» INPUT FOR THIS TASK:
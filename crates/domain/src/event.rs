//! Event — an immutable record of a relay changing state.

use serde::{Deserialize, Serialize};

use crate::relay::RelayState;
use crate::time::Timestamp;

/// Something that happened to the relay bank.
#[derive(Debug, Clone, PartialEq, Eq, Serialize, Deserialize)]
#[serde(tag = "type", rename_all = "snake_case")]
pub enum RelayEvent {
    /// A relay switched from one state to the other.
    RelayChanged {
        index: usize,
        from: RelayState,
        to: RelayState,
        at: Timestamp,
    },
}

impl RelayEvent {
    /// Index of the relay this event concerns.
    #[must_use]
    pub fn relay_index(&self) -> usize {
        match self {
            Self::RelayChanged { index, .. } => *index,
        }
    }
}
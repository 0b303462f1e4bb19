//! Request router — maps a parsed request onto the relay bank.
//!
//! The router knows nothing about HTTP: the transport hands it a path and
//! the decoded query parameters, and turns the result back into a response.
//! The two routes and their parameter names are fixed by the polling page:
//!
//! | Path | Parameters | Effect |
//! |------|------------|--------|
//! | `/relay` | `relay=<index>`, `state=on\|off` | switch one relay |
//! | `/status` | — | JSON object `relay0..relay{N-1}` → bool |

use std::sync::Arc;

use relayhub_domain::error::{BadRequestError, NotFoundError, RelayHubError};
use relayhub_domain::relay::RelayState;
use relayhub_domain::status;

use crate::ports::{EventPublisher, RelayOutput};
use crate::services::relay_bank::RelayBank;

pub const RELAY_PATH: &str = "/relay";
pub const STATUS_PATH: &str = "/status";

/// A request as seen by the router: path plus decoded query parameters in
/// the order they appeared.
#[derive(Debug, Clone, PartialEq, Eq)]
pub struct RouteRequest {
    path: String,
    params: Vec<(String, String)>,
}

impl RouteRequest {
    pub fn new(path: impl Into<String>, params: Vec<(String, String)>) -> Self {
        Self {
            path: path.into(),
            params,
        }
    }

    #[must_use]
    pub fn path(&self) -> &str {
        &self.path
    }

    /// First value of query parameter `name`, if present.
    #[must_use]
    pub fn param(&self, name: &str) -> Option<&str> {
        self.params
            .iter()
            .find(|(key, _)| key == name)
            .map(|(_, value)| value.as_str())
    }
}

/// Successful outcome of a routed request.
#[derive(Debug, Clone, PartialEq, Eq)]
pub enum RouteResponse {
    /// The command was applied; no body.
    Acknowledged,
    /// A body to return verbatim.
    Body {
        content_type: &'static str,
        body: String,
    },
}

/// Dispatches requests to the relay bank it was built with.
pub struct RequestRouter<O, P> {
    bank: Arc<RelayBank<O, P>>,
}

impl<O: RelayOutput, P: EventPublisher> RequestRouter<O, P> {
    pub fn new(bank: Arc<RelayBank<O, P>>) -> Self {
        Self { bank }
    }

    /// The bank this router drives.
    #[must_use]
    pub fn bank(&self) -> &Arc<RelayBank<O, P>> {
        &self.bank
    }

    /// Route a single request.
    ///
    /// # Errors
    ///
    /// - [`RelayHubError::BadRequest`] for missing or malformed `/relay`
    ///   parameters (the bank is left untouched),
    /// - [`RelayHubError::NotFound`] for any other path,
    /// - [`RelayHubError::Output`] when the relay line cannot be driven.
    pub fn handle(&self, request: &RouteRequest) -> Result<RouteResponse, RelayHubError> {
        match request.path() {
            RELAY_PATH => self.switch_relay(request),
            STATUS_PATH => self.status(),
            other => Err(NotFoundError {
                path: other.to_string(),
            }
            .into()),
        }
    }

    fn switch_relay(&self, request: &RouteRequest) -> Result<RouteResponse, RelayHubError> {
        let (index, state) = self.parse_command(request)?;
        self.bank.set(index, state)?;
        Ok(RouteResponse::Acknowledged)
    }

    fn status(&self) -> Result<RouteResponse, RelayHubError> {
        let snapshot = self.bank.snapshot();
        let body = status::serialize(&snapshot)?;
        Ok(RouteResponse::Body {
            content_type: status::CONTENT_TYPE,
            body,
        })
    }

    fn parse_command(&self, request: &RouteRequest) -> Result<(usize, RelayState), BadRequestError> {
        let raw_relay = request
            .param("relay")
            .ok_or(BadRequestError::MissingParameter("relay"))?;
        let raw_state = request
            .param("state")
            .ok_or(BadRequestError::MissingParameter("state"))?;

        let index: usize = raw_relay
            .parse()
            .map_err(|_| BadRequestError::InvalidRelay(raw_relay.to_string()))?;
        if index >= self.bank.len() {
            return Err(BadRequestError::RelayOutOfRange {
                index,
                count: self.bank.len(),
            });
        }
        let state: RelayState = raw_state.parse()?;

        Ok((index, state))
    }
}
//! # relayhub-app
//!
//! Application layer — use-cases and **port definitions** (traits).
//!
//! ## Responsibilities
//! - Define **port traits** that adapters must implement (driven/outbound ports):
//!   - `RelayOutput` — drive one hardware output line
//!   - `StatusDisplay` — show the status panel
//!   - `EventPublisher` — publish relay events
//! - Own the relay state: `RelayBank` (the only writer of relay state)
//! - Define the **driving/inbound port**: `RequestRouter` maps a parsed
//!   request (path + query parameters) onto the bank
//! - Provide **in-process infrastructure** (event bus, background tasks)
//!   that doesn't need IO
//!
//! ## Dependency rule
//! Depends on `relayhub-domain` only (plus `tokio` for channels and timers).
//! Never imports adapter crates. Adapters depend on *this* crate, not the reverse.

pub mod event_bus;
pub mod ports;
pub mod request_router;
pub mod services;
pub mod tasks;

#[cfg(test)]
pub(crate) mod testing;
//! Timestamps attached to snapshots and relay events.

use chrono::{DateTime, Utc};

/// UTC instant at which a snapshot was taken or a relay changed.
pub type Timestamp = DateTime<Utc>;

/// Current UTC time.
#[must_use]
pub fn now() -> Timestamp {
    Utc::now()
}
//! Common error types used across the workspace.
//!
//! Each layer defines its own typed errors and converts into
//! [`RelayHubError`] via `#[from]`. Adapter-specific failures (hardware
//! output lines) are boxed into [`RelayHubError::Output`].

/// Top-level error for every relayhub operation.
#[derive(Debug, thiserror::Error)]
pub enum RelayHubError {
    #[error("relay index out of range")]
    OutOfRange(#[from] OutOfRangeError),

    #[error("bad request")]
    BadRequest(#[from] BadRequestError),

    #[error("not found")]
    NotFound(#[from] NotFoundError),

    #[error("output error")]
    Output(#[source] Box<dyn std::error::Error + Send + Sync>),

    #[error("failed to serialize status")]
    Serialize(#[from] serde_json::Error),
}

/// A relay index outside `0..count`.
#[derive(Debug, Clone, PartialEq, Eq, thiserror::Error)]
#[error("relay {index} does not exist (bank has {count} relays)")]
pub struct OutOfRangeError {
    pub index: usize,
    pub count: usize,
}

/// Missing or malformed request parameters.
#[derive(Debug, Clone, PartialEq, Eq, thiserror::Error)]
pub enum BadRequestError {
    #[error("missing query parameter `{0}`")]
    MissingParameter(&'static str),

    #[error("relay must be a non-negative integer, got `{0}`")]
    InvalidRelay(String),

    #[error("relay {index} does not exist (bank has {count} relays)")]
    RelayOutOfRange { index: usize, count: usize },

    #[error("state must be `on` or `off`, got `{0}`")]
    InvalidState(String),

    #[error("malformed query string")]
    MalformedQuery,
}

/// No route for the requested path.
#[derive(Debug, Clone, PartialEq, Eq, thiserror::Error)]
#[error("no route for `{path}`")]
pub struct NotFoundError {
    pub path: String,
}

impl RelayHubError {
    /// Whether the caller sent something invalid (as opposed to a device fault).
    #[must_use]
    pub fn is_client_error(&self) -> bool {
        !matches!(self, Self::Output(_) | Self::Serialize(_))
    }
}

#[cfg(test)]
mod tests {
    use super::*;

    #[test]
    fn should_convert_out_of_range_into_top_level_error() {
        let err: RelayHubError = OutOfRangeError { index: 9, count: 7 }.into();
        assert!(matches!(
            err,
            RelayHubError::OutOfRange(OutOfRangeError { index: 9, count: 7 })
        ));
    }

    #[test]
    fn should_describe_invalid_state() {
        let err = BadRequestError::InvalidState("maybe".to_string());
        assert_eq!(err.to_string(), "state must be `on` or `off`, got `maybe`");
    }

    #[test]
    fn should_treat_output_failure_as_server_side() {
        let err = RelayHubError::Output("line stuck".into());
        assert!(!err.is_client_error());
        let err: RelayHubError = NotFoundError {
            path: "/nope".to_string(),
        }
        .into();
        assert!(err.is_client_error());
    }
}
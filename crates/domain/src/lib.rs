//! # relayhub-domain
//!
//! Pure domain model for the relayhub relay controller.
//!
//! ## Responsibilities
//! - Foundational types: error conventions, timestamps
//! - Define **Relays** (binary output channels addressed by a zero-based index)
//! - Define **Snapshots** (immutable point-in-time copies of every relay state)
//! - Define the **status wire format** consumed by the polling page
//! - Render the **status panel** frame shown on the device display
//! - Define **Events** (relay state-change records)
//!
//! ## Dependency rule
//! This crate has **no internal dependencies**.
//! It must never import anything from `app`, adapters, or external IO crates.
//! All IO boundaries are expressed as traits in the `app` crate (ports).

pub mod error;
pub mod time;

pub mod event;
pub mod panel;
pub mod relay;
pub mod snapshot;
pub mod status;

» PROBLEM DETAILS:
Exact reproduction of the lines from the top of the material through the line where "use std::sync::Arc;" appears is required, both boundary lines included, with no other output.

» ANSWER SPACE:
filename crates/domain/src/event.rs
//! Event — an immutable record of a relay changing state.

use serde::{Deserialize, Serialize};

use crate::relay::RelayState;
use crate::time::Timestamp;

/// Something that happened to the relay bank.
#[derive(Debug, Clone, PartialEq, Eq, Serialize, Deserialize)]
#[serde(tag = "type", rename_all = "snake_case")]
pub enum RelayEvent {
    /// A relay switched from one state to the other.
    RelayChanged {
        index: usize,
        from: RelayState,
        to: RelayState,
        at: Timestamp,
    },
}

impl RelayEvent {
    /// Index of the relay this event concerns.
    #[must_use]
    pub fn relay_index(&self) -> usize {
        match self {
            Self::RelayChanged { index, .. } => *index,
        }
    }
}
repository 0b303462f1e4bb19
//! Request router — maps a parsed request onto the relay bank.
//!
//! The router knows nothing about HTTP: the transport hands it a path and
//! the decoded query parameters, and turns the result back into a response.
//! The two routes and their parameter names are fixed by the polling page:
//!
//! | Path | Parameters | Effect |
//! |------|------------|--------|
//! | `/relay` | `relay=<index>`, `state=on\|off` | switch one relay |
//! | `/status` | — | JSON object `relay0..relay{N-1}` → bool |

use std::sync::Arc;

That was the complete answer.